Smells emptying are far less unpleasant than feared
No chemicals to cart around, remember to buy, run out of
More eco friendly (gotta be)
Cheaper than chemicals to run (though take your point about formil)

But most of all it is just so much more pleasant to use the loo, be in the washroom or even in the van around the time of someone's visit there! 

One point, try and duct it via the roof if you can, this will minimise any odour to the exterior. This really has not been an issue in our opinion, and we have stood outside and done a few checks!!

Ruth


----------



## peejay (May 10, 2005)

We've had several vans, some with, some without SOG's.

At the time, the advantage of a SOG for us was the ability to empty your toilet even if it was only 1/2 full, just in case there were no emptying facilities at your next stoppover, in the knowledge that you are not wasting expensive chemicals. If you'd have asked the question then I would have said that SOG's are the Dog's. 8) 

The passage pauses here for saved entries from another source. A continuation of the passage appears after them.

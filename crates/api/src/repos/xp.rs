//! XP ledger for PostgreSQL.
//!
//! One row per user. The daily figures describe `stats_date` and roll over
//! lazily: the first write on a new day resets them, nothing sweeps them in
//! the background. Lifetime XP only ever grows.
//!
//! Awards clamp against the daily cap and commit with a compare-and-set on
//! the observed daily figure, so two simultaneous awards cannot both land
//! inside the remaining headroom.

use anyhow::{Result, bail};
use async_trait::async_trait;
use chrono::{DateTime, NaiveDate, Utc};
use sqlx::{Pool, Postgres};
use uuid::Uuid;

use crate::models::{Role, XpAccount, utc_day};

/// Retries for the award compare-and-set before giving up.
const AWARD_ATTEMPTS: usize = 4;

/// What an award attempt actually did.
#[derive(Debug, Clone, Copy, PartialEq, Eq)]
pub struct AwardReceipt {
    /// XP granted by this call after clamping. Zero when the day is capped
    /// out or the caller is exempt from XP.
    pub added: i32,
    pub daily_xp: i32,
    pub lifetime_xp: i64,
}

/// Repository for the per-user XP ledger.
#[cfg_attr(test, mockall::automock)]
#[async_trait]
pub trait XpRepo: Send + Sync {
    /// Consume one of today's post slots. Admins are always admitted and
    /// leave the ledger untouched; a rejected call also leaves it untouched.
    async fn consume_post_slot(&self, user_id: Uuid, role: Role, now: DateTime<Utc>)
        -> Result<bool>;

    /// Grant XP, clamped to the daily cap. Admins and non-positive amounts
    /// are no-ops that still report the current figures.
    async fn award(
        &self,
        user_id: Uuid,
        role: Role,
        amount: i32,
        now: DateTime<Utc>,
    ) -> Result<AwardReceipt>;

    /// The raw ledger row, if the user has ever earned anything.
    async fn get(&self, user_id: Uuid) -> Result<Option<XpAccount>>;
}

/// PostgreSQL implementation of XpRepo.
#[derive(Clone)]
pub struct PgXpRepo {
    pool: Pool<Postgres>,
    daily_xp_cap: i32,
    daily_post_cap: i32,
}

impl PgXpRepo {
    pub fn new(pool: Pool<Postgres>, daily_xp_cap: i32, daily_post_cap: i32) -> Self {
        Self {
            pool,
            daily_xp_cap,
            daily_post_cap,
        }
    }

    /// Create the row if missing and stamp it to `day`, zeroing stale daily
    /// figures. Returns the row as it stands for that day.
    async fn roll_forward(&self, user_id: Uuid, day: NaiveDate) -> Result<XpAccount> {
        let account = sqlx::query_as::<_, XpAccount>(
            "INSERT INTO user_xp (user_id, stats_date, daily_xp, daily_posts, lifetime_xp) \
             VALUES ($1, $2, 0, 0, 0) \
             ON CONFLICT (user_id) DO UPDATE \
             SET stats_date = $2, \
                 daily_xp = CASE WHEN user_xp.stats_date = $2 THEN user_xp.daily_xp ELSE 0 END, \
                 daily_posts = CASE WHEN user_xp.stats_date = $2 \
                               THEN user_xp.daily_posts ELSE 0 END \
             RETURNING *",
        )
        .bind(user_id)
        .bind(day)
        .fetch_one(&self.pool)
        .await?;
        Ok(account)
    }
}

/// How much of `amount` fits under the daily cap.
fn clamped_award(amount: i32, daily_xp: i32, cap: i32) -> i32 {
    amount.min(cap - daily_xp).max(0)
}

#[async_trait]
impl XpRepo for PgXpRepo {
    async fn consume_post_slot(
        &self,
        user_id: Uuid,
        role: Role,
        now: DateTime<Utc>,
    ) -> Result<bool> {
        if role == Role::Admin {
            return Ok(true);
        }

        let day = utc_day(now);

        // One statement covers all three cases: first row ever, stale row
        // rolling to a new day, and a same-day increment under the cap.
        let admitted = sqlx::query_scalar::<_, i32>(
            "INSERT INTO user_xp (user_id, stats_date, daily_xp, daily_posts, lifetime_xp) \
             VALUES ($1, $2, 0, 1, 0) \
             ON CONFLICT (user_id) DO UPDATE \
             SET daily_posts = CASE WHEN user_xp.stats_date = $2 \
                               THEN user_xp.daily_posts + 1 ELSE 1 END, \
                 daily_xp = CASE WHEN user_xp.stats_date = $2 THEN user_xp.daily_xp ELSE 0 END, \
                 stats_date = $2 \
             WHERE user_xp.stats_date <> $2 OR user_xp.daily_posts < $3 \
             RETURNING daily_posts",
        )
        .bind(user_id)
        .bind(day)
        .bind(self.daily_post_cap)
        .fetch_optional(&self.pool)
        .await?;

        Ok(admitted.is_some())
    }

    async fn award(
        &self,
        user_id: Uuid,
        role: Role,
        amount: i32,
        now: DateTime<Utc>,
    ) -> Result<AwardReceipt> {
        let day = utc_day(now);

        if role == Role::Admin || amount <= 0 {
            let (daily_xp, lifetime_xp) = match self.get(user_id).await? {
                Some(account) => (account.daily_for(day).0, account.lifetime_xp),
                None => (0, 0),
            };
            return Ok(AwardReceipt {
                added: 0,
                daily_xp,
                lifetime_xp,
            });
        }

        for _ in 0..AWARD_ATTEMPTS {
            let account = self.roll_forward(user_id, day).await?;
            let add = clamped_award(amount, account.daily_xp, self.daily_xp_cap);

            if add == 0 {
                return Ok(AwardReceipt {
                    added: 0,
                    daily_xp: account.daily_xp,
                    lifetime_xp: account.lifetime_xp,
                });
            }

            let updated = sqlx::query_as::<_, XpAccount>(
                "UPDATE user_xp \
                 SET daily_xp = daily_xp + $3, lifetime_xp = lifetime_xp + $3 \
                 WHERE user_id = $1 AND stats_date = $2 AND daily_xp = $4 \
                 RETURNING *",
            )
            .bind(user_id)
            .bind(day)
            .bind(add)
            .bind(account.daily_xp)
            .fetch_optional(&self.pool)
            .await?;

            if let Some(account) = updated {
                return Ok(AwardReceipt {
                    added: add,
                    daily_xp: account.daily_xp,
                    lifetime_xp: account.lifetime_xp,
                });
            }
        }

        bail!("xp ledger for user {user_id} kept moving; gave up after {AWARD_ATTEMPTS} attempts")
    }

    async fn get(&self, user_id: Uuid) -> Result<Option<XpAccount>> {
        let account = sqlx::query_as::<_, XpAccount>("SELECT * FROM user_xp WHERE user_id = $1")
            .bind(user_id)
            .fetch_optional(&self.pool)
            .await?;
        Ok(account)
    }
}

The smell on emptying wasn't an issue for me (notice I don't say 'us'), fairly unpleasant but bearable and we never had any smell problems in the van itself.

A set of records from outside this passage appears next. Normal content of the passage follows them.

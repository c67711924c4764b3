//! Session orchestrator for long-running, multi-attempt worker runs.
//!
//! The orchestrator repeatedly spawns an opaque worker process, bounds each
//! attempt with a timeout, retries failures, reaps stray helper processes
//! between sessions, and runs an advisory checkpoint on a fixed cadence. The
//! architecture keeps a strict split:
//!
//! - **[`core`]**: Pure, deterministic logic (transitions, cadences, metrics
//!   parsing, signature matching). No I/O, fully testable in isolation.
//! - **[`io`]**: Side-effecting operations (child processes, the host process
//!   table, config and log files), each behind a trait so tests can script it.
//!
//! [`orchestrate`] coordinates core logic with I/O; [`preflight`] guards the
//! loop's preconditions.

pub mod core;
pub mod exit_codes;
pub mod io;
pub mod logging;
pub mod orchestrate;
pub mod preflight;
#[cfg(any(test, feature = "test-support"))]
pub mod test_support;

Since then, the discovery of cheap bio liquid has changed that and its no longer a waste to chuck out a half used cassette load.


We don't have a SOG fitted to our current van, but just use cheap bio stuff instead, what we do have though, is a spare cassette instead, far more useful for extended stays where there are no facilities or you stop somewhere and your toilet is nearly full, just swop cassettes.

So, no SOG for us anymore.

The only possible caveat I have is whether there is going to be any detrimental long term effect or damage to seals/sliders etc when using unnaproved/tested substances in the cassette.

Pete


----------



## erneboy (Feb 8, 2007)

Some think the Sog is excellent, some do not. Fine. Experiences differ on lots of topics, live and let live I say. 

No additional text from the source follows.